=== Section Start ===
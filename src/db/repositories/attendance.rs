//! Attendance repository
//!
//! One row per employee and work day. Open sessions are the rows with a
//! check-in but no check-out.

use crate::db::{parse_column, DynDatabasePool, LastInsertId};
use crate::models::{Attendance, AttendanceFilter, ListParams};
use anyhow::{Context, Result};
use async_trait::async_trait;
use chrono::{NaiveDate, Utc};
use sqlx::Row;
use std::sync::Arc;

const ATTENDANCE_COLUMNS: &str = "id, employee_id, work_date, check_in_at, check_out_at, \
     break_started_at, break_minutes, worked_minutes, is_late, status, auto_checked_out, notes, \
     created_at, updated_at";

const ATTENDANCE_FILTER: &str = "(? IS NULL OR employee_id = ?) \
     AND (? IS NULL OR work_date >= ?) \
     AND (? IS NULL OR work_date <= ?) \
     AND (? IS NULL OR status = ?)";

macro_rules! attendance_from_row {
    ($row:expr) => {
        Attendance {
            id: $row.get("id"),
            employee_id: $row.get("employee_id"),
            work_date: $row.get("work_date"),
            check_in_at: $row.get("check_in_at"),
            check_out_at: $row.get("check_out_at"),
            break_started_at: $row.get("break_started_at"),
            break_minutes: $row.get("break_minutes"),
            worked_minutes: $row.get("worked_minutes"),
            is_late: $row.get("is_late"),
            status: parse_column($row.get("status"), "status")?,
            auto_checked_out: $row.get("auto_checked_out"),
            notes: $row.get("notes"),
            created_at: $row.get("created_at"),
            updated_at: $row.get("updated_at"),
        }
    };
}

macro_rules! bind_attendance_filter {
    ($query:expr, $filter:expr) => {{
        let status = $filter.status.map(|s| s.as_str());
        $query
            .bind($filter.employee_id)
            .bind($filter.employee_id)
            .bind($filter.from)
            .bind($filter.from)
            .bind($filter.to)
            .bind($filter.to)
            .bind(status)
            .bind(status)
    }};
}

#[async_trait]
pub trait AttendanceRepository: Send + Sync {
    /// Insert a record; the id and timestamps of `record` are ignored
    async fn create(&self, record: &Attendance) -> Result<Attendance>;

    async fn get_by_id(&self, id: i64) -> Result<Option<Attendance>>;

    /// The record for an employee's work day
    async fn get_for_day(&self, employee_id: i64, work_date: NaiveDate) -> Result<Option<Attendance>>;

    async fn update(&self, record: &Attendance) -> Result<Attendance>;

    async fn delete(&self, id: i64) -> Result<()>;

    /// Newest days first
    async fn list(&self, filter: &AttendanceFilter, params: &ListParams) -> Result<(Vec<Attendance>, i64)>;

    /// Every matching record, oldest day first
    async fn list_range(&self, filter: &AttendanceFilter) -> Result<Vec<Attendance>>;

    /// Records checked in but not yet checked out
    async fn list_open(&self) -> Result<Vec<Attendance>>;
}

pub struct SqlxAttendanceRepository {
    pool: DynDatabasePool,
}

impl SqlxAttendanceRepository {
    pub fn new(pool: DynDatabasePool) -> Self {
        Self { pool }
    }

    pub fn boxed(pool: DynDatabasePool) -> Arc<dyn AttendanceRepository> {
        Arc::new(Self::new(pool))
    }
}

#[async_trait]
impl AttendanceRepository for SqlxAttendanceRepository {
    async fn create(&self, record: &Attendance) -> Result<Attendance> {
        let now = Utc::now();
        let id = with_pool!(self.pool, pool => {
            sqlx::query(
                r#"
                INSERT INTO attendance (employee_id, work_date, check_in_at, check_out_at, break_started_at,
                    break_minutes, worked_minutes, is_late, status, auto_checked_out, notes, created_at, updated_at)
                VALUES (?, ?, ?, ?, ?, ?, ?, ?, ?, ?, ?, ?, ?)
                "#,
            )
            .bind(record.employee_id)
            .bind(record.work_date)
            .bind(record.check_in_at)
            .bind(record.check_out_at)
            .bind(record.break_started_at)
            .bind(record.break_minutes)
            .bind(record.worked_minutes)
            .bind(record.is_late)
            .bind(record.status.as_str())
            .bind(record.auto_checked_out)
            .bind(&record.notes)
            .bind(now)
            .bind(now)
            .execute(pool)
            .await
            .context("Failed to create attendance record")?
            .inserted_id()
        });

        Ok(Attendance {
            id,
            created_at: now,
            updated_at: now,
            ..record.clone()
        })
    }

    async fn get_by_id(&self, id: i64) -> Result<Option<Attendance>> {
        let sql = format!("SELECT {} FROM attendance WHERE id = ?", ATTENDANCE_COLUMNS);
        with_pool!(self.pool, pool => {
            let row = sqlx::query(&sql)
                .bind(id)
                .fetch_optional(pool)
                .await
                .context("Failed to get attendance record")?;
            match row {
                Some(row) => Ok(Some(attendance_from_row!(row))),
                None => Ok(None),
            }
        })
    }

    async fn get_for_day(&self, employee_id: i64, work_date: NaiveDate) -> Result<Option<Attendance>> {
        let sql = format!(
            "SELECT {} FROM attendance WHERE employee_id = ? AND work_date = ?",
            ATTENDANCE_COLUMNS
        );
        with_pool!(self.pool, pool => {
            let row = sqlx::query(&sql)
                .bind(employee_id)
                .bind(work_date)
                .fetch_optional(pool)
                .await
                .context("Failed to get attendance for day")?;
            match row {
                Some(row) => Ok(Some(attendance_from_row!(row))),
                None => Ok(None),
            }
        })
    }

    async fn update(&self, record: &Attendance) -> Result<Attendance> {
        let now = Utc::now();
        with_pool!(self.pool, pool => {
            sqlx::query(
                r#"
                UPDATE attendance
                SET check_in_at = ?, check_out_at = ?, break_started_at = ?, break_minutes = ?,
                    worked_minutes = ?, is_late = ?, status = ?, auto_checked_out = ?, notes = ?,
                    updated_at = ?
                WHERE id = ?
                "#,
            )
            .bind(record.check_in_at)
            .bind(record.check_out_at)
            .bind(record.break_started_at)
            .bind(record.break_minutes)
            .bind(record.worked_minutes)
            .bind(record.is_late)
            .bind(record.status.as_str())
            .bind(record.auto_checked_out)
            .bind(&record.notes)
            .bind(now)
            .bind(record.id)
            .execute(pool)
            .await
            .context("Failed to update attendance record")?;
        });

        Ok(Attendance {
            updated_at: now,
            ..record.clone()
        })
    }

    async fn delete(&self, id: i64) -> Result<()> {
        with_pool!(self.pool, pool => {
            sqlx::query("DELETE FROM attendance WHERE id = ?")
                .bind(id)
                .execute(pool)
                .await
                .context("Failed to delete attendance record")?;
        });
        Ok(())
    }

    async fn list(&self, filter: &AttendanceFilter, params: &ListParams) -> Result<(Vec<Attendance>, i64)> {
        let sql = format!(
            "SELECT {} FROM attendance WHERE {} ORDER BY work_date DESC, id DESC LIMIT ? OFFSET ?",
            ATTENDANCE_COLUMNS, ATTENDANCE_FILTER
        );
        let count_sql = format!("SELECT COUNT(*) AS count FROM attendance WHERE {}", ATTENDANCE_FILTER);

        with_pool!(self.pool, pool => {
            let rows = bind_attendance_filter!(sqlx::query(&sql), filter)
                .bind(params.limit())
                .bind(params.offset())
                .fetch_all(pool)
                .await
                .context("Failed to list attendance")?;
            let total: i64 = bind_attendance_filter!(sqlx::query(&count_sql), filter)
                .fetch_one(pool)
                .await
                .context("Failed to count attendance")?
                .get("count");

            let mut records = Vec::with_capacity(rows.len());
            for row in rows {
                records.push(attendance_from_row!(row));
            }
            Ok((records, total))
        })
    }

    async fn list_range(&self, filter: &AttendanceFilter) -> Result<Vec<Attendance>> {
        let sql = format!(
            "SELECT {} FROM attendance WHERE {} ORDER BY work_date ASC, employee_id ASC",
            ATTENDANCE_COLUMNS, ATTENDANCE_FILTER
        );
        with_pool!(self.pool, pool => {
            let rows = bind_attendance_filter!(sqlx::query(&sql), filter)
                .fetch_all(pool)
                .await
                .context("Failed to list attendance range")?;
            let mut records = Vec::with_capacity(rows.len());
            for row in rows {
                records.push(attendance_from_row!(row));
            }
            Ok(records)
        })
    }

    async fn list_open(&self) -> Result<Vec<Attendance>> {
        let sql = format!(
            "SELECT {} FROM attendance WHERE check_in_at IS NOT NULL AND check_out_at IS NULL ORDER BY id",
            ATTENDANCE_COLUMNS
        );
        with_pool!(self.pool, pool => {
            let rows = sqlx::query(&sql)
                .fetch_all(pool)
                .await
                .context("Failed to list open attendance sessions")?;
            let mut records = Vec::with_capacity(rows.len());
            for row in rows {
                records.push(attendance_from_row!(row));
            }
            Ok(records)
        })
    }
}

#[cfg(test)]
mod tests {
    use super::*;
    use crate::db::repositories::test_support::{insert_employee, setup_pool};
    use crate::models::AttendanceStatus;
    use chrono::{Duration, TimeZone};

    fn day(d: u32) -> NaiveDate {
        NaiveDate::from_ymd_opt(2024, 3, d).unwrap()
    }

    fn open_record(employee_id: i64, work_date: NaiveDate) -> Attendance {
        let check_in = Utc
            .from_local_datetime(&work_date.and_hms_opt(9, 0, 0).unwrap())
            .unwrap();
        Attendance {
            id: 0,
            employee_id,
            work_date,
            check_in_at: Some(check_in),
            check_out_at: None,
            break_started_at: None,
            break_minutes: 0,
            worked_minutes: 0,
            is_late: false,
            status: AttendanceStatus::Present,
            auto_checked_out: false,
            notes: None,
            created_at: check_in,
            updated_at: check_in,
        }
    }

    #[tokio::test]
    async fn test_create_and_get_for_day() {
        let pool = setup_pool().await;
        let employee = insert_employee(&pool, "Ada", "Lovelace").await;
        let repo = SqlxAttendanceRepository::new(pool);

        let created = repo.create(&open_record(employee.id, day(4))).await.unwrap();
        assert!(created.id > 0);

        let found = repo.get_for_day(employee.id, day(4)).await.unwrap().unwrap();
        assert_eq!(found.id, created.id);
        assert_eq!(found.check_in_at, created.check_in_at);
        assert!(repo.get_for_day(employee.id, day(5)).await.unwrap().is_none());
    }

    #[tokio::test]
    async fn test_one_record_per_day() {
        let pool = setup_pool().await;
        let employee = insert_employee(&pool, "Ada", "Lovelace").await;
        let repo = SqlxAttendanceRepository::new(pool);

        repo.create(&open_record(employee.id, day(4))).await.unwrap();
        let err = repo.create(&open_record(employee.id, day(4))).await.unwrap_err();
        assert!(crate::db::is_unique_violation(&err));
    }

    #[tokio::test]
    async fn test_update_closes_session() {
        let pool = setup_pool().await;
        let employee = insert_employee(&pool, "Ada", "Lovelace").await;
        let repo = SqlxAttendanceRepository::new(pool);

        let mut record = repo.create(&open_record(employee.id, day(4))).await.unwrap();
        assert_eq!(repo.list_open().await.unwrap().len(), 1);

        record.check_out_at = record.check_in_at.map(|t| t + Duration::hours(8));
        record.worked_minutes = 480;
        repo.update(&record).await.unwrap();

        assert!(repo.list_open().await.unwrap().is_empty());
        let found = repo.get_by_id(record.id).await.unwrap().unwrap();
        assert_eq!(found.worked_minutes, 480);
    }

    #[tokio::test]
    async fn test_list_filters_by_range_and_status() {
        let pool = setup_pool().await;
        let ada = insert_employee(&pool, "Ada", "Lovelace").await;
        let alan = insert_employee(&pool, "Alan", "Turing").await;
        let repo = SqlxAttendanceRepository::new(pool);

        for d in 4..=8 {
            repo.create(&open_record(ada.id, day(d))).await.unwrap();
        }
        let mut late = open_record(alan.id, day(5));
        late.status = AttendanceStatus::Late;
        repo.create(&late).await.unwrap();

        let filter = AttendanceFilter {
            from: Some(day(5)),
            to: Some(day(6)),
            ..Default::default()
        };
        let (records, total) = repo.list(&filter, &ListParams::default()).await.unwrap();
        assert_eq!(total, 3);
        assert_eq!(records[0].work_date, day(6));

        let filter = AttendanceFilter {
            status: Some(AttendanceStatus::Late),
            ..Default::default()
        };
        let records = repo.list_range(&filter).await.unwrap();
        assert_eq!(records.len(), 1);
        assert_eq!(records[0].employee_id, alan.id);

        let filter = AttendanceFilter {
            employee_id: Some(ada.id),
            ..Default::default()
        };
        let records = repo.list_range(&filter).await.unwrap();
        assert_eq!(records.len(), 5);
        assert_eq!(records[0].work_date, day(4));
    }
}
=== Section End ===
Using the entries above, give back exactly the line containing "let found = repo.get_by_id(record.id).await.unwrap().unwrap();", the line containing "assert_eq!(records.len(), 1);", and every line between them, and nothing else.

        let found = repo.get_by_id(record.id).await.unwrap().unwrap();
        assert_eq!(found.worked_minutes, 480);
    }

    #[tokio::test]
    async fn test_list_filters_by_range_and_status() {
        let pool = setup_pool().await;
        let ada = insert_employee(&pool, "Ada", "Lovelace").await;
        let alan = insert_employee(&pool, "Alan", "Turing").await;
        let repo = SqlxAttendanceRepository::new(pool);

        for d in 4..=8 {
            repo.create(&open_record(ada.id, day(d))).await.unwrap();
        }
        let mut late = open_record(alan.id, day(5));
        late.status = AttendanceStatus::Late;
        repo.create(&late).await.unwrap();

        let filter = AttendanceFilter {
            from: Some(day(5)),
            to: Some(day(6)),
            ..Default::default()
        };
        let (records, total) = repo.list(&filter, &ListParams::default()).await.unwrap();
        assert_eq!(total, 3);
        assert_eq!(records[0].work_date, day(6));

        let filter = AttendanceFilter {
            status: Some(AttendanceStatus::Late),
            ..Default::default()
        };
        let records = repo.list_range(&filter).await.unwrap();
        assert_eq!(records.len(), 1);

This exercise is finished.